まず、進捗しなかった部分はイメージング技術の開発である。今までのシステムではノイズが高くて使えなかったことから、MS2-GFPを低レベルに発現する株を選抜することに成功した。この株を用いてノックイン株のdutA RNA分子そのものをRNA FISHで、そこに結合するMS2-GFP融合タンンパク質を免疫染色で共局在を調べた。その結果、以前の株よりノイズは軽減して改善し、RNAとGFPが共局在しているところも見られた。しかしながら、依然として局在が一致しないノイズが見られた。その他の試みとして行ったスプリット蛍光タンパクを用いた解析では、上手くシグナルが見られなかった。
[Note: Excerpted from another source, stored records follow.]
use anyhow::anyhow;
use log::debug;
use rust_lib_reference_genome::reference_genome::ReferenceGenome;
use rustc_hash::FxHashMap;
use std::path::Path;

/// Source of reference sequence used to check REF alleles against the genome
pub trait ReferenceLookup {
    /// True if the reference knows this contig
    fn has_contig(&self, chrom: &str) -> bool;

    /// Returns `length` bases starting at the 1-based `pos`, or None if the contig is unknown or the range runs off the end.
    /// # Arguments
    /// * `chrom` - contig name
    /// * `pos` - 1-based start position
    /// * `length` - number of bases
    fn lookup(&self, chrom: &str, pos: u64, length: usize) -> Option<Vec<u8>>;
}

/// A fully loaded reference genome along with the contig lengths for bounds checks
pub struct ReferenceSequences {
    /// The loaded sequences
    genome: ReferenceGenome,
    /// Contig name to length
    contig_lengths: FxHashMap<String, usize>
}

impl ReferenceSequences {
    /// Loads a FASTA file (optionally gzipped) into memory.
    /// # Arguments
    /// * `filename` - the FASTA to load
    /// # Errors
    /// * if the FASTA cannot be parsed
    pub fn from_fasta(filename: &Path) -> anyhow::Result<Self> {
        let genome = ReferenceGenome::from_fasta(filename)
            .map_err(|e| anyhow!("Error while loading reference genome {filename:?}: {e:?}"))?;
        Ok(Self::from_genome(genome))
    }

    /// Wraps an already loaded genome
    pub fn from_genome(genome: ReferenceGenome) -> Self {
        let contig_lengths: FxHashMap<String, usize> = genome.contig_keys().iter()
            .map(|k| (k.clone(), genome.get_full_chromosome(k).len()))
            .collect();
        debug!("Loaded {} reference contigs", contig_lengths.len());
        Self {
            genome,
            contig_lengths
        }
    }
}

impl ReferenceLookup for ReferenceSequences {
    fn has_contig(&self, chrom: &str) -> bool {
        self.contig_lengths.contains_key(chrom)
    }

    fn lookup(&self, chrom: &str, pos: u64, length: usize) -> Option<Vec<u8>> {
        let contig_length = *self.contig_lengths.get(chrom)?;
        if pos == 0 {
            return None;
        }
        let start = (pos - 1) as usize;
        let end = start.checked_add(length)?;
        if end > contig_length {
            return None;
        }
        Some(self.genome.get_slice(chrom, start, end).to_vec())
    }
}
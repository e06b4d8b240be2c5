//! Talent-Harvest: an applicant-tracking data mirror
//!
//! This crate signs in to a recruiting API once per run, walks the hypermedia
//! resource graph that hangs off the applications collection, and mirrors every
//! visited resource onto a local directory tree as JSON snapshots and downloaded
//! attachments.

pub mod auth;
pub mod config;
pub mod crawler;
pub mod mirror;
pub mod output;
pub mod schema;
pub mod url;

use thiserror::Error;

/// Main error type for Talent-Harvest operations
///
/// Only the variants returned from [`crawler::harvest`] abort a run. Failures
/// inside an application branch are reported through [`output::EventSink`].
#[derive(Debug, Error)]
pub enum HarvestError {
    #[error("Configuration error: {0}")]
    Config(#[from] ConfigError),

    #[error("Sign-in failed: {0}")]
    Auth(#[from] AuthError),

    #[error("Failed to fetch root collection {url} (status {status:?}): {body}")]
    RootFetch {
        url: String,
        status: Option<u16>,
        body: String,
    },

    #[error("Root collection at {url} is not a JSON array")]
    UnexpectedCollection { url: String },

    #[error("IO error: {0}")]
    Io(#[from] std::io::Error),

    #[error("HTTP client error: {0}")]
    Http(#[from] reqwest::Error),
}

impl HarvestError {
    /// Name of the fatal failure kind, used in the final error message
    pub fn kind(&self) -> &'static str {
        match self {
            Self::Config(_) => "ConfigError",
            Self::Auth(_) => "AuthFailure",
            Self::RootFetch { .. } | Self::UnexpectedCollection { .. } => "RootFetchFailure",
            Self::Io(_) => "IoError",
            Self::Http(_) => "HttpClientError",
        }
    }
}

/// Configuration-specific errors
#[derive(Debug, Error)]
pub enum ConfigError {
    #[error("Failed to read config file: {0}")]
    Io(#[from] std::io::Error),

    #[error("Failed to parse TOML: {0}")]
    Parse(#[from] toml::de::Error),

    #[error("Validation error: {0}")]
    Validation(String),
}

/// Identity endpoint errors
#[derive(Debug, Error)]
pub enum AuthError {
    #[error("identity endpoint returned {status}: {body}")]
    Rejected { status: u16, body: String },

    #[error("identity response has no access_token field")]
    MissingToken,

    #[error("request to identity endpoint failed: {0}")]
    Transport(#[from] reqwest::Error),

    #[error("identity response is not valid JSON: {0}")]
    InvalidResponse(#[from] serde_json::Error),
}

/// Attachment transfer errors (never fatal to a run)
#[derive(Debug, Error)]
pub enum DownloadError {
    #[error("download returned HTTP {status}")]
    Status { status: u16 },

    #[error("download transport error: {0}")]
    Transport(#[from] reqwest::Error),

    #[error("failed to write attachment: {0}")]
    Io(#[from] std::io::Error),
}

/// URL-specific errors
#[derive(Debug, Error)]
pub enum UrlError {
    #[error("Failed to parse URL: {0}")]
    Parse(String),

    #[error("Invalid URL scheme: {0}")]
    InvalidScheme(String),

    #[error("Missing host in URL")]
    MissingHost,
}

// Re-export commonly used types
pub use config::Config;
pub use crawler::{harvest, GraphWalker};
pub use output::{HarvestEvent, HarvestSummary};
pub use url::upgrade_to_https;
一方で、その他の研究計画は予想以上に進展した。まず、コントロールとしての内在dutA RNAの経時的な局在変化をSTATaの局在と共に正確に記述した。その結果、dutA RNAは今まで知られていた以上に発生とともに局在を劇的に変化させることを見出した。また、STATaとの共局在はほとんど見られなかった。
dutA RNA結合タンパク質の精製では、ChIRP法によってある程度複合体の精製が可能であったが、精製量が不足してノイズを完全に除くことができなかった。その改善策として、イメージング用に作製したノックイン株をそのまま用いてMBP-trap法で精製を試みた。その結果、多くのタンパク質を高純度に精製出来、そのうち4つのタンパク質について質量分析によって同定に成功した。また、これらのタンパク質にタグを付加してRNA免疫沈降 (RIP実験)を行った結果、dutA RNAが特異的に検出されたことから、これらのタンパク質が実際にdutA RNAに結合することが確認された。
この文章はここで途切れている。